Healthcare expenditure has become a significant component of global spending14, and many health systems face challenges to improve efficiency and provide sustainable care15,16. Various payment incentives have been proposed and experimented with curbing the rising cost in the healthcare system to encourage healthcare providers to plan discreetly on resources17,18, promoting risk-sharing between payers and providers. Under prospective payment models, cost monitoring and management are vital for providers to stay financially competitive and are also essential for them to offer high-quality care. At the same time, precise cost information based on well-represented patient data may also assist payers in adjusting payment policies to further increase efficiency and support new payment initiatives19,20.
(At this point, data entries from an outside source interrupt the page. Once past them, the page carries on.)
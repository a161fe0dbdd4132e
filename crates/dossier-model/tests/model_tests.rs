use dossier_model::{DataError, EntityView, Model, ModelError, PropertyRef};
use dossier_types::registry;

fn model() -> Model {
    Model::builtin().expect("bundled schema builds")
}

// ============================================================================
// Build
// ============================================================================

#[test]
fn builtin_model_has_core_schemata() {
    let model = model();
    for name in ["Thing", "LegalEntity", "Person", "Company", "Vessel", "Ownership", "Document"] {
        assert!(model.get(name).is_some(), "missing {name}");
    }
    let person = model.get("Person").unwrap();
    assert_eq!(person.names(), ["LegalEntity", "Person", "Thing"]);
    assert!(person.get("name").is_some());
    assert!(person.get("phone").is_some());
    assert!(person.get("nationality").is_some());
}

#[test]
fn reserved_property_names_are_rejected() {
    let err = Model::from_yaml_str("Thing:\n  properties:\n    id:\n      type: string\n").unwrap_err();
    assert!(matches!(err, ModelError::ReservedProperty { ref property, .. } if property == "id"));
}

#[test]
fn missing_parent_fails_the_build() {
    let err = Model::from_yaml_str("Person:\n  extends: [LegalEntity]\n").unwrap_err();
    assert!(matches!(err, ModelError::MissingParent { ref parent, .. } if parent == "LegalEntity"));
}

#[test]
fn inheritance_cycles_fail_the_build() {
    let err = Model::from_yaml_str("A:\n  extends: [B]\nB:\n  extends: [A]\nC: {}\n").unwrap_err();
    assert!(matches!(err, ModelError::Cycle { .. }));
}

#[test]
fn unknown_types_and_ranges_fail_the_build() {
    let err = Model::from_yaml_str("A:\n  properties:\n    x:\n      type: colour\n").unwrap_err();
    assert!(matches!(err, ModelError::UnknownType { ref type_name, .. } if type_name == "colour"));

    let err = Model::from_yaml_str("A:\n  properties:\n    x:\n      type: entity\n      range: B\n")
        .unwrap_err();
    assert!(matches!(err, ModelError::MissingRange { .. }));
}

#[test]
fn reverse_declarations_need_a_name_and_a_range() {
    let err = Model::from_yaml_str(
        "A:\n  properties:\n    x:\n      type: entity\n      reverse:\n        name: y\n",
    )
    .unwrap_err();
    assert!(matches!(err, ModelError::MissingReverseRange { .. }));

    let err = Model::from_yaml_str(
        "A:\n  properties:\n    x:\n      type: entity\n      range: A\n      reverse:\n        label: Y\n",
    )
    .unwrap_err();
    assert!(matches!(err, ModelError::UnnamedReverse { .. }));
}

#[test]
fn reverse_stub_is_installed_once_and_inherited() {
    let yaml = r#"
Thing:
  properties:
    name:
      type: name
Holder:
  extends: [Thing]
Child:
  extends: [Holder]
Link:
  properties:
    holder:
      type: entity
      range: Holder
      reverse:
        name: links
    backup:
      type: entity
      range: Holder
      reverse:
        name: links
"#;
    let model = Model::from_yaml_str(yaml).unwrap();
    let stubs: Vec<_> = model.properties().filter(|p| p.stub()).collect();
    assert_eq!(stubs.len(), 1);
    assert_eq!(stubs[0].qname(), "Holder:links");

    let child = model.get("Child").unwrap();
    let links = child.get("links").expect("stub visible on descendants");
    assert!(links.stub());
    assert_eq!(links.range_name(), Some("Link"));

    let holder = model.get_qname("Link:holder").unwrap();
    let backup = model.get_qname("Link:backup").unwrap();
    assert_eq!(holder.reverse(), Some(links.id()));
    assert_eq!(backup.reverse(), Some(links.id()));
    // the first forward property in name order claims the stub
    assert_eq!(links.reverse(), Some(backup.id()));
}

#[test]
fn reverse_onto_a_value_property_is_a_conflict() {
    let yaml = r#"
A:
  properties:
    notes:
      type: text
B:
  properties:
    a:
      type: entity
      range: A
      reverse:
        name: notes
"#;
    assert!(matches!(
        Model::from_yaml_str(yaml).unwrap_err(),
        ModelError::ReverseConflict { .. }
    ));
}

#[test]
fn own_properties_win_over_inherited_ones() {
    let model = model();
    let sanction = model.get("Sanction").unwrap();
    assert_eq!(sanction.get("country").unwrap().qname(), "Sanction:country");
    let person = model.get("Person").unwrap();
    assert_eq!(person.get("country").unwrap().qname(), "Thing:country");
}

#[test]
fn builtin_reverse_stubs_resolve() {
    let model = model();
    let company = model.get("Company").unwrap();
    let owner_of = company.get("ownershipOwner").expect("reverse of Ownership:owner");
    assert!(owner_of.stub());
    assert_eq!(owner_of.range_name(), Some("Ownership"));
    let vessel = model.get("Vessel").unwrap();
    assert!(vessel.get("ownershipAsset").is_some());
}

// ============================================================================
// Queries
// ============================================================================

#[test]
fn common_schema_picks_the_narrowest_shared_schema() {
    let model = model();
    assert_eq!(model.common_schema("Person", "Company").unwrap().name(), "LegalEntity");
    assert_eq!(model.common_schema("Person", "Person").unwrap().name(), "Person");
    assert_eq!(model.common_schema("LegalEntity", "Person").unwrap().name(), "Person");
    assert_eq!(model.common_schema("Company", "Vessel").unwrap().name(), "Asset");
}

#[test]
fn common_schema_fails_for_unrelated_or_unknown() {
    let model = model();
    assert!(matches!(
        model.common_schema("Person", "Vessel"),
        Err(DataError::NoCommonSchema { .. })
    ));
    assert!(matches!(
        model.common_schema("Person", "Dragon"),
        Err(DataError::UnknownSchema(_))
    ));
}

#[test]
fn is_a_and_can_match() {
    let model = model();
    let person = model.get("Person").unwrap();
    let legal = model.get("LegalEntity").unwrap();
    let company = model.get("Company").unwrap();
    let vessel = model.get("Vessel").unwrap();
    assert!(person.is_a(legal));
    assert!(!legal.is_a(person));
    assert!(person.can_match(legal));
    assert!(legal.can_match(company));
    assert!(!person.can_match(company));
    assert!(!person.can_match(vessel));
    assert!(model.descendants(legal).any(|s| s.name() == "PublicBody"));
}

#[test]
fn resolve_accepts_names_qnames_and_ids() {
    let model = model();
    let person = model.get("Person").unwrap();
    let by_name = model.resolve(person, &"name".into()).unwrap();
    assert_eq!(by_name.qname(), "Thing:name");
    let by_qname = model.resolve(person, &"Thing:name".into()).unwrap();
    assert_eq!(by_qname.id(), by_name.id());
    let by_id = model.resolve(person, &PropertyRef::Resolved(by_name.id())).unwrap();
    assert_eq!(by_id.id(), by_name.id());

    assert!(matches!(
        model.resolve(person, &"Vessel:imoNumber".into()),
        Err(DataError::UnknownProperty { .. })
    ));
}

#[test]
fn schema_metadata_is_inherited() {
    let model = model();
    let company = model.get("Company").unwrap();
    assert_eq!(company.caption()[0], "name");
    assert!(company.required().iter().any(|r| r == "name"));
    let (start, end) = model.get("Ownership").unwrap().temporal_extent();
    assert_eq!(start, ["startDate", "date"]);
    assert_eq!(end, ["endDate"]);
    let edge = model.get("Ownership").unwrap().edge().unwrap();
    assert_eq!((edge.source.as_str(), edge.target.as_str()), ("owner", "asset"));
}

#[test]
fn schema_validate_checks_required_and_values() {
    let model = model();
    let person = model.get("Person").unwrap();
    let mut values = std::collections::BTreeMap::new();
    assert!(matches!(person.validate(&values), Err(DataError::MissingRequired { .. })));
    values.insert("name".to_string(), vec!["Jane Doe".to_string()]);
    values.insert("birthDate".to_string(), vec!["not a date".to_string()]);
    assert!(matches!(person.validate(&values), Err(DataError::InvalidValue { .. })));
    values.insert("birthDate".to_string(), vec!["1970-01-01".to_string()]);
    assert!(person.validate(&values).is_ok());
}

#[test]
fn type_schemata_lists_holders_of_a_type() {
    let model = model();
    let iban = registry().get("iban").unwrap();
    let names: Vec<&str> = model.get_type_schemata(iban).into_iter().map(|s| s.name()).collect();
    assert_eq!(names, ["BankAccount"]);
}

#[test]
fn descriptor_serializes_own_properties() {
    let model = model();
    let descriptor = model.to_descriptor();
    let person = &descriptor.schemata["Person"];
    assert!(person.properties.contains_key("nationality"));
    assert!(!person.properties.contains_key("name"));
    assert_eq!(person.extends, ["LegalEntity"]);
    assert!(descriptor.types["name"].matchable);
    let json = serde_json::to_value(&descriptor).unwrap();
    assert_eq!(json["schemata"]["Thing"]["abstract"], true);
}

#[test]
fn model_loads_from_a_directory() {
    let dir = tempfile::tempdir().unwrap();
    std::fs::write(
        dir.path().join("base.yaml"),
        "Thing:\n  abstract: true\n  properties:\n    name:\n      type: name\n",
    )
    .unwrap();
    std::fs::create_dir(dir.path().join("more")).unwrap();
    std::fs::write(dir.path().join("more/person.yml"), "Person:\n  extends: [Thing]\n").unwrap();
    std::fs::write(dir.path().join("README.txt"), "not yaml").unwrap();

    let model = Model::from_dir(dir.path()).unwrap();
    assert_eq!(model.schemata().count(), 2);
    let person = model.make_entity("Person").unwrap();
    assert_eq!(person.caption(), "Person");
}

#[test]
fn directory_errors_carry_context() {
    let dir = tempfile::tempdir().unwrap();
    std::fs::write(dir.path().join("bad.yaml"), "Thing: [unclosed").unwrap();
    let err = Model::from_dir(dir.path()).unwrap_err();
    assert!(format!("{err:#}").contains("bad.yaml"));
}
In this study, we focused on predicting episode-level DRG and estimating DRG-based expected payment at population level, which could help hospitals learn about their case mix and average cost at an early stage and make decisions accordingly. Existing studies21,22 examined health cost prediction from a payer perspective, such as using claims data to predict cost in subsequent years. Also, studies have shown the promise of machine learning in predicting events like unexpected 30-day readmission8,23 and identifying high-need high-cost patients24 that could preempt avoidable health expenses. Meanwhile, these studies did not focus on active patients to provide support for provider decisions. A prior study7 investigated DRG prediction in early hospital settings to enable better resource allocation, and it showed the machine learning-enabled approach could increase the contribution margin for the hospital. In our study, we developed deep learning-based models to process only routine clinical notes. The end-to-end modeling and the use of only routine patient data enables scalable and timely estimation at a population level to provide cost indicators, especially given that the standard calculation of DRGs involves intensive human effort and lengthy turn-around via manually coding ICDs. This is a major difference of our study on early DRG prediction as compared to the previous work including ICD codes in learning and prediction; ICD codes may not be readily available for all hospitals at early admission—at least not automatically. We also proposed to estimate hospital cost by predicting DRG-based payment at the hospital level instead of adopting hospital-specific evaluation.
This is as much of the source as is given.